New Jersey Laws Regarding Alcohol, Minors, and DWI

New Jersey law regulates alcohol in numerous ways, from licensing sellers to penalizing the possession of alcohol by minors. These laws are distributed among various state codes, including the provisions on driving while intoxicated (DWI) found in Title 39, “Motor Vehicles and Traffic Regulation.” Laws dealing with the possession of alcohol by minors, defined as anyone under the age of 21 years, are found in both Title 33, “Intoxicating Liquors,” and Title 2C, the New Jersey Code of Criminal Justice. Local governments in New Jersey, such as cities and boroughs, may enact their own ordinances regarding MIP, which has created some interesting legal history. The offense of minor in possession of alcohol (MIP) has some similarities to DWI law in New Jersey.

The most obvious similarity between DWI and MIP is that they both involve alcohol. They may also both result in a driver’s license suspension. If we look a bit deeper, we see that neither offense is generally considered “criminal” under state law. DWI is a traffic violation, while MIP is a “disorderly persons offense,” meaning that it can only result in a fine, not jail time, and it does not result in a criminal conviction record—although it might still appear in a background check.
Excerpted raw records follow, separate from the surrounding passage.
//! Cache pre-generation.
//!
//! Loads the data directory, runs the merge, and writes
//! `films.generated.json` so the server can skip the merge at startup.

use std::path::Path;

use catalog::{CatalogError, Store};
use tracing::info;

/// Merge the data directory and write the generated cache file.
///
/// Returns the number of merged films written.
pub fn generate(data_dir: &Path) -> Result<usize, CatalogError> {
    let store = Store::new(data_dir);
    let catalog = store.load()?;

    info!("Loaded films: {}", catalog.len());

    let merged = catalog.merged();
    store.write_generated(&merged)?;

    info!(
        "Wrote {} merged films to {}",
        merged.len(),
        data_dir.join(catalog::store::GENERATED_FILE).display()
    );

    Ok(merged.len())
}

#[cfg(test)]
mod tests {
    use std::fs;

    use tempfile::TempDir;

    use super::*;

    #[test]
    fn test_generate_writes_cache() {
        let tmp = TempDir::new().unwrap();
        fs::write(
            tmp.path().join("films.json"),
            r#"[{"id": "a", "title": "A"}, {"id": "b", "title": "B"}]"#,
        )
        .unwrap();

        let count = generate(tmp.path()).unwrap();
        assert_eq!(count, 2);
        assert!(tmp.path().join("films.generated.json").exists());

        let cached = Store::new(tmp.path()).load_generated().unwrap().unwrap();
        assert_eq!(cached.len(), 2);
    }

    #[test]
    fn test_generate_without_master_fails() {
        let tmp = TempDir::new().unwrap();
        assert!(generate(tmp.path()).is_err());
    }
}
Since prosecutions for DWI or MIP are not considered criminal proceedings, a defendant is not entitled by law to a trial by jury or other features of the criminal justice system.

The New Jersey Code of Criminal Justice states that a minor commits an offense if they “knowingly possess[ alcohol] without authority,” or if they “knowingly consume[]” alcohol in public, in a school, or in a motor vehicle. If the person is in a vehicle, the statute imposes an additional penalty of six months’ license suspension, apparently regardless of whether the person was driving.

Another New Jersey statute prohibits minors from entering “premises licensed for the retail sale of alcoholic beverages” with the intention of obtaining alcohol, from purchasing or consuming alcohol on such premises, or from misrepresenting their age for the purpose of obtaining alcohol. These are also considered disorderly persons offenses, punishable by a minimum fine of $500 and a six-month driver’s license suspension.

Some local ordinances impose stricter limitations on minors. A controversial type of ordinance adopted by some New Jersey towns, ostensibly to crack down on underage drinking, prohibits minors from possessing or consuming alcohol on private property, including residences. Police still cannot enter a private residence without a warrant or probable cause, based on the Fourth Amendment’s restrictions on searches and seizures, but this type of ordinance has allegedly enabled police to exceed their authority.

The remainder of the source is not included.